O governo vai propor o aumento em torno de 50% na alíquota da Contribuição Provisória sobre Movimentação Financeira (CPMF), passando os atuais 0,20% para cerca de 0,30%, porque está contando com um desempenho mais fraco da arrecadação deste tributo em 1999. No próximo ano não vão se repetir vários fatores extraordinários ocorridos em 1998 que ajudaram a elevar a movimentação financeira no País. Inicialmente, a idéia era elevar a alíquota para 0,25% - o equivalente a um acréscimo de 25% em relação à tributação vigente.
Ontem o presidente da Câmara, Michel Temer (PMDB-SP), disse que ‘‘a alíquota da CPMF deve ficar em torno de 0,30%’’. Ele deu essa informação depois de se encontrar com o presidente Fernando Henrique Cardoso. Temer acrescentou ainda que o presidente manifestou o desejo de ver retomada a tramitação de um projeto de sua autoria, quando senador, que institui no Brasil o imposto sobre grandes fortunas.
A arrecadação da CPMF neste ano deverá ficar em torno de R$ 8 bilhões, mas a equipe econômica acredita que esse resultado excelente não se repetirá em 1999. ‘‘O ano de 1998 foi excepcional porque houve uma extraordinária movimentação no sistema financeiro que não deverá acontecer nos próximos anos’’, disse à Agência Estado uma fonte que participa da elaboração das medidas de ajuste fiscal que serão apresentadas em breve.
Apesar de ser o tributo que menos sofre a influência negativa da queda da atividade econômica, a CPMF não estará livre de ser afetada indiretamente pela recessão prevista para 1999. Um dos fatores excepcionais que fizeram a arrecadação da CPMF saltar neste ano dos R$ 6 bilhões inicialmente previstos para cerca de R$ 8 bilhões foi a movimentação interna de um volume considerável de recursos da privatização.
A outra razão foi a mudança no regime de tributação do Imposto de Renda das aplicações financeiras. As novas regras determinaram que todas as aplicações fossem zeradas em julho último e, com isso, houve um movimento maior no mercado financeiro e, em consequência, a incidência extra da CPMF nesses recursos.

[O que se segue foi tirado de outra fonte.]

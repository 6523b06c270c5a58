//! Category and product management.

use chrono::Utc;
use rust_decimal::Decimal;
use tracing::instrument;

use storekeeper_core::{CategoryId, ProductId};

use crate::db::JsonStore;
use crate::error::AppError;
use crate::models::{Category, MAX_UNIT_PRICE, NewCategory, NewProduct, Product};

/// Catalog service.
///
/// Validates category and product edits before they reach the store. Stock
/// levels change through [`crate::services::StockLedger`]; a full product
/// update here is the only other path and is validated the same way.
pub struct CatalogService<'a> {
    categories: &'a mut JsonStore<Category>,
    products: &'a mut JsonStore<Product>,
}

impl<'a> CatalogService<'a> {
    /// Create a new catalog service.
    #[must_use]
    pub const fn new(
        categories: &'a mut JsonStore<Category>,
        products: &'a mut JsonStore<Product>,
    ) -> Self {
        Self {
            categories,
            products,
        }
    }

    // =========================================================================
    // Categories
    // =========================================================================

    /// All categories, re-read from disk.
    ///
    /// # Errors
    ///
    /// Returns `AppError::FileFormat` if the document cannot be read.
    pub fn list_categories(&mut self) -> Result<Vec<Category>, AppError> {
        Ok(self.categories.load_all()?)
    }

    /// Look up a category.
    ///
    /// # Errors
    ///
    /// Returns `AppError::InvalidCategory` if no category has this id.
    pub fn get_category(&self, id: &CategoryId) -> Result<Category, AppError> {
        self.categories
            .get_by_id(id)
            .cloned()
            .ok_or_else(|| AppError::InvalidCategory(format!("Category with ID {id} not found")))
    }

    /// Create a category.
    ///
    /// # Errors
    ///
    /// Returns `AppError::InvalidCategory` for a blank name, or
    /// `AppError::FileFormat` if the document cannot be written.
    #[instrument(skip(self, input), fields(name = %input.name))]
    pub fn add_category(&mut self, input: NewCategory) -> Result<Category, AppError> {
        validate_category_name(&input.name)?;

        let category = Category::new(input, Utc::now());
        self.categories.add(category.clone())?;

        tracing::info!(category_id = %category.id, "Category created");
        Ok(category)
    }

    /// Replace a category's fields.
    ///
    /// # Errors
    ///
    /// Returns `AppError::InvalidCategory` for a blank name or unknown id.
    #[instrument(skip(self, category), fields(category_id = %category.id))]
    pub fn update_category(&mut self, category: Category) -> Result<(), AppError> {
        validate_category_name(&category.name)?;

        let id = category.id.clone();
        if !self.categories.update(category)? {
            return Err(AppError::InvalidCategory(format!(
                "Category with ID {id} not found"
            )));
        }
        Ok(())
    }

    /// Delete a category that no product references.
    ///
    /// # Errors
    ///
    /// Returns `AppError::InvalidCategory` if products still reference the
    /// category or the id is unknown.
    #[instrument(skip(self))]
    pub fn delete_category(&mut self, id: &CategoryId) -> Result<(), AppError> {
        let category = self.get_category(id)?;

        let referencing = self
            .products
            .load_all()?
            .iter()
            .filter(|product| &product.category_id == id)
            .count();
        if referencing > 0 {
            return Err(AppError::InvalidCategory(format!(
                "Category {} is still used by {referencing} product(s)",
                category.name
            )));
        }

        self.categories.delete(id)?;
        tracing::info!(category_id = %id, "Category deleted");
        Ok(())
    }

    // =========================================================================
    // Products
    // =========================================================================

    /// All products, re-read from disk.
    ///
    /// # Errors
    ///
    /// Returns `AppError::FileFormat` if the document cannot be read.
    pub fn list_products(&mut self) -> Result<Vec<Product>, AppError> {
        Ok(self.products.load_all()?)
    }

    /// Products belonging to one category.
    ///
    /// # Errors
    ///
    /// Returns `AppError::FileFormat` if the document cannot be read.
    pub fn products_in_category(
        &mut self,
        category_id: &CategoryId,
    ) -> Result<Vec<Product>, AppError> {
        Ok(self
            .products
            .load_all()?
            .into_iter()
            .filter(|product| &product.category_id == category_id)
            .collect())
    }

    /// Look up a product.
    ///
    /// # Errors
    ///
    /// Returns `AppError::InvalidProduct` if no product has this id.
    pub fn get_product(&self, id: &ProductId) -> Result<Product, AppError> {
        self.products
            .get_by_id(id)
            .cloned()
            .ok_or_else(|| AppError::InvalidProduct(format!("Product with ID {id} not found")))
    }

    /// Create a product in an existing category.
    ///
    /// # Errors
    ///
    /// Returns `AppError::InvalidProduct` for a blank name, non-positive price
    /// or negative stock, and `AppError::InvalidCategory` when the category
    /// does not exist.
    #[instrument(skip(self, input), fields(name = %input.name, category_id = %input.category_id))]
    pub fn add_product(&mut self, input: NewProduct) -> Result<Product, AppError> {
        validate_product(&input.name, input.price, input.quantity_in_stock)?;
        self.require_category(&input.category_id)?;

        let product = Product::new(input, Utc::now());
        self.products.add(product.clone())?;

        tracing::info!(product_id = %product.id, "Product created");
        Ok(product)
    }

    /// Replace a product's fields.
    ///
    /// # Errors
    ///
    /// Returns `AppError::InvalidProduct` for invalid fields or an unknown id,
    /// and `AppError::InvalidCategory` when the category does not exist.
    #[instrument(skip(self, product), fields(product_id = %product.id))]
    pub fn update_product(&mut self, product: Product) -> Result<(), AppError> {
        validate_product(&product.name, product.price, product.quantity_in_stock)?;
        self.require_category(&product.category_id)?;

        let id = product.id.clone();
        if !self.products.update(product)? {
            return Err(AppError::InvalidProduct(format!(
                "Product with ID {id} not found"
            )));
        }
        Ok(())
    }

    /// Delete a product. Past orders keep their line snapshots.
    ///
    /// # Errors
    ///
    /// Returns `AppError::InvalidProduct` if the id is unknown.
    #[instrument(skip(self))]
    pub fn delete_product(&mut self, id: &ProductId) -> Result<(), AppError> {
        if self.products.delete(id)? == 0 {
            return Err(AppError::InvalidProduct(format!(
                "Product with ID {id} not found"
            )));
        }
        tracing::info!(product_id = %id, "Product deleted");
        Ok(())
    }

    /// Category lookup failures surface as `InvalidCategory` whatever the cause.
    fn require_category(&self, id: &CategoryId) -> Result<(), AppError> {
        self.get_category(id)
            .map(|_| ())
            .map_err(|_| AppError::InvalidCategory(format!("Category with ID {id} not found")))
    }
}

fn validate_category_name(name: &str) -> Result<(), AppError> {
    if name.trim().is_empty() {
        return Err(AppError::InvalidCategory(
            "Category name cannot be empty".to_string(),
        ));
    }
    Ok(())
}

fn validate_product(name: &str, price: Decimal, quantity_in_stock: i32) -> Result<(), AppError> {
    if name.trim().is_empty() {
        return Err(AppError::InvalidProduct(
            "Product name cannot be empty".to_string(),
        ));
    }

    if price <= Decimal::ZERO {
        return Err(AppError::InvalidProduct(
            "Product price must be positive".to_string(),
        ));
    }

    if price > MAX_UNIT_PRICE {
        return Err(AppError::InvalidProduct(format!(
            "Product price cannot exceed {MAX_UNIT_PRICE}"
        )));
    }

    if quantity_in_stock < 0 {
        return Err(AppError::InvalidProduct(
            "Stock quantity cannot be negative".to_string(),
        ));
    }

    Ok(())
}
//! Identity capability for storable entities.

use core::fmt;

use serde::Serialize;
use serde::de::DeserializeOwned;

/// An entity with a stable identity that can be persisted by the entity store.
///
/// The store is generic over this trait rather than over any particular
/// entity type: anything that can report its identity and round-trip
/// through serde can be stored.
///
/// ```
/// use serde::{Deserialize, Serialize};
/// use storekeeper_core::{Entity, ProductId};
///
/// #[derive(Clone, Serialize, Deserialize)]
/// struct Shelf {
///     id: ProductId,
///     label: String,
/// }
///
/// impl Entity for Shelf {
///     type Id = ProductId;
///
///     fn id(&self) -> &ProductId {
///         &self.id
///     }
/// }
/// ```
pub trait Entity: Clone + Serialize + DeserializeOwned {
    /// Identity type. Compared for equality during lookup, update and delete.
    type Id: PartialEq + Clone + fmt::Debug + fmt::Display;

    /// The entity's identity. Assigned at creation and never reassigned.
    fn id(&self) -> &Self::Id;
}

Por esses motivos, na prática, a Receita Federal considera que a arrecadação normal da CPMF, excluídos esses fatores, seria de R$ 6 bilhões, com a atual alíquota de 0,20%. Por isso, a alíquota para 1999 terá de ser de cerca de 0,30% para que haja ganho de arrecadação e a receita adicional dessa contribuição cumpra um papel importante no ajuste fiscal pretendido de cerca de R$ 25 bilhões no próximo ano.